In this section we will build a simple Task Tracker app that demonstrates the core concepts of the Apps SDK. The app will let a user create tasks and organise them into categories. We choose this example because it is generic, easy to extend and showcases structured content, metadata, custom UI and tool calls.

Set up the MCP Server

First install the TypeScript SDK and scaffolding tool:

npm install -g @openai/apps-generator
apps init task-tracker
cd task-tracker
npm install

This command scaffolds a project with a server, a React frontend and build scripts. The server uses Express and the @openai/apps library. Run npm run dev to start the development server; the project includes an MCP Inspector that opens in your browser and simulates ChatGPT calling your app.

Define the Tool

Open src/server.ts and define a tool called createTasks. The tool accepts an array of tasks and returns structured content grouping them by category. It also provides a summary in the content field.

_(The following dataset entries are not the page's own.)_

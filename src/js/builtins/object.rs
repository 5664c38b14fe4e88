//! js::builtins::object
//!
//! `Object` statics and `Object.prototype`.

use smol_str::SmolStr;

use super::{arg, define_constructor};
use crate::js::error::JsResult;
use crate::js::interp::Interpreter;
use crate::js::value::{native_fn, sync_fn, ObjectKind, Obj, Property, Slot, Value};

pub fn install(interp: &Interpreter) {
    let proto = interp.realm().object_proto.clone();
    let ctor = define_constructor(
        interp,
        "Object",
        sync_fn(|interp, _, args| match arg(&args, 0) {
            value @ Value::Object(_) => Ok(value),
            _ => Ok(Value::from(interp.new_object())),
        }),
        &proto,
    );

    interp.define_method(
        &ctor,
        "keys",
        sync_fn(|interp, _, args| {
            let obj = require_object(interp, &arg(&args, 0))?;
            let keys = obj.own_keys().into_iter().map(Value::from).collect();
            Ok(Value::from(interp.new_array(keys)))
        }),
    );
    interp.define_method(
        &ctor,
        "values",
        native_fn(|interp, _, args| {
            Box::pin(async move {
                let obj = require_object(interp, &arg(&args, 0))?;
                let values = interp.entries(&obj).await?.into_iter().map(|(_, v)| v).collect();
                Ok(Value::from(interp.new_array(values)))
            })
        }),
    );
    interp.define_method(
        &ctor,
        "entries",
        native_fn(|interp, _, args| {
            Box::pin(async move {
                let obj = require_object(interp, &arg(&args, 0))?;
                let pairs = interp
                    .entries(&obj)
                    .await?
                    .into_iter()
                    .map(|(k, v)| Value::from(interp.new_array(vec![Value::from(k), v])))
                    .collect();
                Ok(Value::from(interp.new_array(pairs)))
            })
        }),
    );
    interp.define_method(
        &ctor,
        "assign",
        native_fn(|interp, _, args| {
            Box::pin(async move {
                let target = require_object(interp, &arg(&args, 0))?;
                for source in args.iter().skip(1) {
                    interp.copy_properties(&target, source).await?;
                }
                Ok(Value::from(target))
            })
        }),
    );
    interp.define_method(
        &ctor,
        "freeze",
        sync_fn(|_, _, args| {
            let value = arg(&args, 0);
            if let Value::Object(obj) = &value {
                obj.borrow_mut().frozen = true;
            }
            Ok(value)
        }),
    );
    interp.define_method(
        &ctor,
        "isFrozen",
        sync_fn(|_, _, args| {
            Ok(Value::Bool(match arg(&args, 0) {
                Value::Object(obj) => obj.borrow().frozen,
                _ => true,
            }))
        }),
    );
    interp.define_method(
        &ctor,
        "fromEntries",
        native_fn(|interp, _, args| {
            Box::pin(async move {
                let obj = interp.new_object();
                for entry in interp.iterate(&arg(&args, 0)).await? {
                    let key = interp.get(&entry, "0").await?;
                    let value = interp.get(&entry, "1").await?;
                    let key = interp.to_property_key(&key).await?;
                    obj.set_own(key, value);
                }
                Ok(Value::from(obj))
            })
        }),
    );
    interp.define_method(
        &ctor,
        "create",
        native_fn(|interp, _, args| {
            Box::pin(async move {
                let proto = match arg(&args, 0) {
                    Value::Object(proto) => Some(proto),
                    Value::Null => None,
                    other => {
                        return Err(interp.type_error(format!(
                            "Object prototype may only be an Object or null: {}",
                            other.to_display_string()
                        )))
                    }
                };
                let obj = Obj::new(ObjectKind::Ordinary, proto);
                if let Value::Object(props) = arg(&args, 1) {
                    for (key, descriptor) in interp.entries(&props).await? {
                        define_from_descriptor(interp, &obj, key, &descriptor).await?;
                    }
                }
                Ok(Value::from(obj))
            })
        }),
    );
    interp.define_method(
        &ctor,
        "getPrototypeOf",
        sync_fn(|interp, _, args| {
            let obj = require_object(interp, &arg(&args, 0))?;
            Ok(obj.proto().map_or(Value::Null, Value::from))
        }),
    );
    interp.define_method(
        &ctor,
        "setPrototypeOf",
        sync_fn(|_, _, args| {
            let target = arg(&args, 0);
            if let Value::Object(obj) = &target {
                obj.borrow_mut().proto = arg(&args, 1).as_object().cloned();
            }
            Ok(target)
        }),
    );
    interp.define_method(
        &ctor,
        "defineProperty",
        native_fn(|interp, _, args| {
            Box::pin(async move {
                let target = arg(&args, 0);
                let Value::Object(obj) = &target else {
                    return Err(interp.type_error("Object.defineProperty called on non-object"));
                };
                let key = interp.to_property_key(&arg(&args, 1)).await?;
                define_from_descriptor(interp, obj, key, &arg(&args, 2)).await?;
                Ok(target)
            })
        }),
    );
    interp.define_method(
        &ctor,
        "getOwnPropertyNames",
        sync_fn(|interp, _, args| {
            let obj = require_object(interp, &arg(&args, 0))?;
            let mut names = obj.own_keys();
            if obj.is_array() {
                names.push(SmolStr::new_inline("length"));
            }
            for key in obj.borrow().props.keys() {
                if !names.contains(key) {
                    names.push(key.clone());
                }
            }
            let names = names.into_iter().map(Value::from).collect();
            Ok(Value::from(interp.new_array(names)))
        }),
    );

    interp.define_method(
        &proto,
        "hasOwnProperty",
        native_fn(|interp, this, args| {
            Box::pin(async move {
                let key = interp.to_property_key(&arg(&args, 0)).await?;
                Ok(Value::Bool(match &this {
                    Value::Object(obj) => obj.has_own(&key),
                    Value::String(s) => {
                        key == "length"
                            || crate::js::value::array_index(&key)
                                .is_some_and(|i| i < s.chars().count())
                    }
                    _ => false,
                }))
            })
        }),
    );
    interp.define_method(
        &proto,
        "isPrototypeOf",
        sync_fn(|_, this, args| {
            Ok(Value::Bool(match (&this, &arg(&args, 0)) {
                (Value::Object(proto), Value::Object(obj)) => obj.inherits_from(proto),
                _ => false,
            }))
        }),
    );
    interp.define_method(
        &proto,
        "toString",
        sync_fn(|_, this, _| Ok(Value::from(object_tag(&this)))),
    );
    interp.define_method(&proto, "valueOf", sync_fn(|_, this, _| Ok(this)));
}

/// `Object.prototype.toString` rendering (`[object Array]`).
pub fn object_tag(value: &Value) -> String {
    let tag = match value {
        Value::Undefined => "Undefined",
        Value::Null => "Null",
        Value::Bool(_) => "Boolean",
        Value::Number(_) => "Number",
        Value::String(_) => "String",
        Value::Object(obj) => match &obj.borrow().kind {
            ObjectKind::Array(_) => "Array",
            ObjectKind::Function(_) => "Function",
            ObjectKind::Error => "Error",
            ObjectKind::Promise(_) => "Promise",
            ObjectKind::Date(_) => "Date",
            ObjectKind::Bytes(_) => "Uint8Array",
            ObjectKind::Ordinary => "Object",
        },
    };
    format!("[object {tag}]")
}

fn require_object(interp: &Interpreter, value: &Value) -> JsResult<Obj> {
    match value {
        Value::Object(obj) => Ok(obj.clone()),
        Value::Undefined | Value::Null => {
            Err(interp.type_error("Cannot convert undefined or null to object"))
        }
        Value::String(s) => {
            let chars = s.chars().map(|c| Value::from(c.to_string())).collect();
            Ok(interp.new_array(chars))
        }
        _ => Ok(interp.new_object()),
    }
}

/// Apply a property descriptor (`{ value, get, set, enumerable }`).
async fn define_from_descriptor(
    interp: &Interpreter,
    obj: &Obj,
    key: SmolStr,
    descriptor: &Value,
) -> JsResult<()> {
    if !matches!(descriptor, Value::Object(_)) {
        return Err(interp.type_error(format!(
            "Property description must be an object: {}",
            descriptor.to_display_string()
        )));
    }
    let enumerable = interp.get(descriptor, "enumerable").await?.truthy();
    let getter = Some(interp.get(descriptor, "get").await?).filter(Value::is_callable);
    let setter = Some(interp.get(descriptor, "set").await?).filter(Value::is_callable);
    if getter.is_some() || setter.is_some() {
        obj.define_accessor(key, getter, setter, enumerable);
        return Ok(());
    }
    let value = interp.get(descriptor, "value").await?;
    if obj.is_array() && crate::js::value::array_index(&key).is_some() {
        obj.set_own(key, value);
        return Ok(());
    }
    obj.define(
        key,
        Property {
            slot: Slot::Data(value),
            enumerable,
        },
    );
    Ok(())
}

import { Tool, StructuredToolResponse } from "@openai/apps";

export const createTasks: Tool = {
  name: "createTasks",
  description: "Create a list of tasks grouped by category",
  inputSchema: z.object({ tasks: z.array(z.object({ name: z.string(), category: z.string() })) }),
  async execute({ tasks }): Promise<StructuredToolResponse> {
    const categories = Array.from(new Set(tasks.map(t => t.category)));
    const grouped = categories.map(category => ({
      name: category,
      taskIds: tasks.filter(t => t.category === category).map((_, i) => i)
    }));
    const tasksById = tasks.map((task, id) => ({ id, name: task.name, category: task.category }));
    return {
      content: `Created ${tasks.length} tasks in ${categories.length} categories`,
      structuredContent: { categories: grouped },
      _meta: { tasksById, uiTemplate: "ui://task-tracker/1.0.0" }
    };
  }
};

server.registerResource("ui://task-tracker/1.0.0", fs.readFileSync(path.join(__dirname, "../dist/index.html"), "utf8"));
server.registerTool(createTasks);

Build the Custom UI

Next open src/frontend/App.tsx. This React component will read the structuredContent and display categories and tasks. It will also allow users to mark tasks as complete and persist that state using setWidgetState.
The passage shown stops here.